CNet Magazine, in its self-described “Irreverent Guide,” reviews the other big players in the industry, including Bird, Jump, Spin and Ford’s GoBike. Ford GoBike operator Motivate expects to have 32,000 vehicles soon. Bird has thousands of scooters in 30 U.S. cities, Scoot has nearly a thousand, and Jump has 500 electric-assist bikes plus some 15,000 pedal-only ones.
No surprise, there are risks
While the early media coverage of this hot new transportation trend revolved around the rapid user growth and the substantial investments into the industry, it wasn’t long before major media outlets began to look into safety concerns.
In a column for The Los Angeles Times in July, Robin Abcarian recounted stories of Bird-related crashes.
“In March, a 39-year-old Los Angeles mother of six named Sharona Kaplan swerved to avoid a toddler who had run in front of her Bird on the beachside bike path in Santa Monica. Kaplan fell forward, breaking both bones in her right arm… Her health insurance says her car insurance should pay her medical bills; her car insurance says it won’t cover a crash on a two-wheeled vehicle,” she wrote.
In Austin, Texas, leaders say the city should consider whether dockless-scooter companies should bear more responsibility in cases of crashes involving injuries that happen within city limits.
“Among the most common scooter accidents are crashes with other scooters and pedestrians, cars hitting scooters, cars swerving to avoid them and scooters crashing into potholes. According to a New Orleans City Hall report quoted in The Gambit, in the first few months of 2018 alone, Bird scooters in Santa Monica, California, were involved in 575 traffic stops, received 273 traffic tickets and had nine accidents. In May, that ticked up to 1,400 stops and 600 citations.”.

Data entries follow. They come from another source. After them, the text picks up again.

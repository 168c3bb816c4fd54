//! Error types for payload access and configuration.
//!
//! Absence of a generated value is not an error: it travels through the
//! combinators as [`Maybe::Absent`](crate::Maybe::Absent). The types here
//! cover the two places where something is genuinely wrong.

use thiserror::Error;

/// Reading the payload of an absent value
#[derive(Debug, Clone, Copy, PartialEq, Eq, Error)]
pub enum AccessError {
    #[error("None: accessing undefined value")]
    EmptyValue,
}

/// Configuration validation errors
#[derive(Debug, Clone, PartialEq, Eq, Error)]
pub enum ConfigError {
    /// Invalid max depth (must be > 0)
    #[error("Invalid max depth: {0} (must be > 0)")]
    InvalidMaxDepth(usize),
}

#[cfg(test)]
mod tests {
    use super::*;

    #[test]
    fn test_error_display() {
        assert_eq!(
            AccessError::EmptyValue.to_string(),
            "None: accessing undefined value"
        );
        assert_eq!(
            ConfigError::InvalidMaxDepth(0).to_string(),
            "Invalid max depth: 0 (must be > 0)"
        );
    }
}
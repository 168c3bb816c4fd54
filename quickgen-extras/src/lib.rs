//! # Quickgen Extras
//!
//! Additional generators for the Quickgen generator library.
//!
//! This crate provides extra generators for:
//! - **Text**: ASCII character classes, alphanumeric and hex strings, identifiers
//! - **Domain**: version 4 UUIDs
//!
//! Everything here is built from the core combinators, so the usual absence
//! rules apply: a string generator produces nothing if any of its parts does.
//!
//! ## Quick Start
//!
//! ```rust
//! use quickgen_extras::prelude::*;
//! use quickgen::Generator;
//!
//! // Generate a hex string
//! let hex = hex_string(6).generate().get();
//! assert_eq!(hex.len(), 6);
//!
//! // Generate an identifier
//! let name = identifier(10).generate().get();
//! assert!(name.starts_with(|c: char| c.is_ascii_lowercase()));
//!
//! // Generate a UUID
//! let id = uuid().generate().get();
//! assert_eq!(id.len(), 36); // UUID format: xxxxxxxx-xxxx-4xxx-yxxx-xxxxxxxxxxxx
//! ```
//!
//! ### Text Generators
//!
//! ```rust
//! use quickgen_extras::prelude::*;
//! use quickgen::{Generator, pure};
//!
//! // Build strings from parts
//! let greeting = concat(vec![pure("hello"), pure(", "), pure("world")]);
//! assert_eq!(greeting.generate().get(), "hello, world");
//!
//! let code = repeat(4, num_char());
//! assert!(code.generate().get().chars().all(|c| c.is_ascii_digit()));
//! ```

// Re-export quickgen for convenience
pub use quickgen;

// Generators module
pub mod generators;

// Re-export commonly used items
pub mod prelude {
    //! Convenient re-exports of commonly used generators

    // Text generators
    pub use crate::generators::text::{
        AsciiRange, alpha_char, alpha_lower_char, alpha_num_char, alpha_num_string,
        alpha_upper_char, ascii_range, concat, hex_char, hex_string, identifier, num_char, repeat,
    };

    // Domain generators
    pub use crate::generators::domain::uuid;
}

Even The New York Times editorial board weighed in on the matter. In an opinion piece, “Electric Scooters in New York City? They Just Might Work,” the editors argued scooters would help the city’s transportation woes, if the mayor got more serious about protecting pedestrians and riders.
Who is assuming scooter risk?
For now, most scooter rental agreements put any responsibility on their users and thus the users’ insurance. CNet Magazine summed up the current liability landscape: “What if somebody hits me? Good thing you’re wearing a helmet, yeah? But also, you might be on the hook—practically every company’s rental agreement says you’re solely responsible for any damage to the vehicle beyond simple wear and tear. What if I hit somebody? Same as above. Hope you’ve got good insurance!”
The risk and liability landscape for scooters and shared bikes remains ambiguous, to say the least. It could evolve similar to rideshare services, where specific insurance is offered either at the personal-user level or at the scooter-company level, or it could become a value-add to existing policies.
As with any new trend in the digital age, the technology is advancing faster than regulation and legislation. While it is certain that the question of risk and liability will get sorted over time, the leaders in the industry would be wise to start thinking, before disruption happens, about how best to integrate and leverage this new transportation trend within the future of insurance.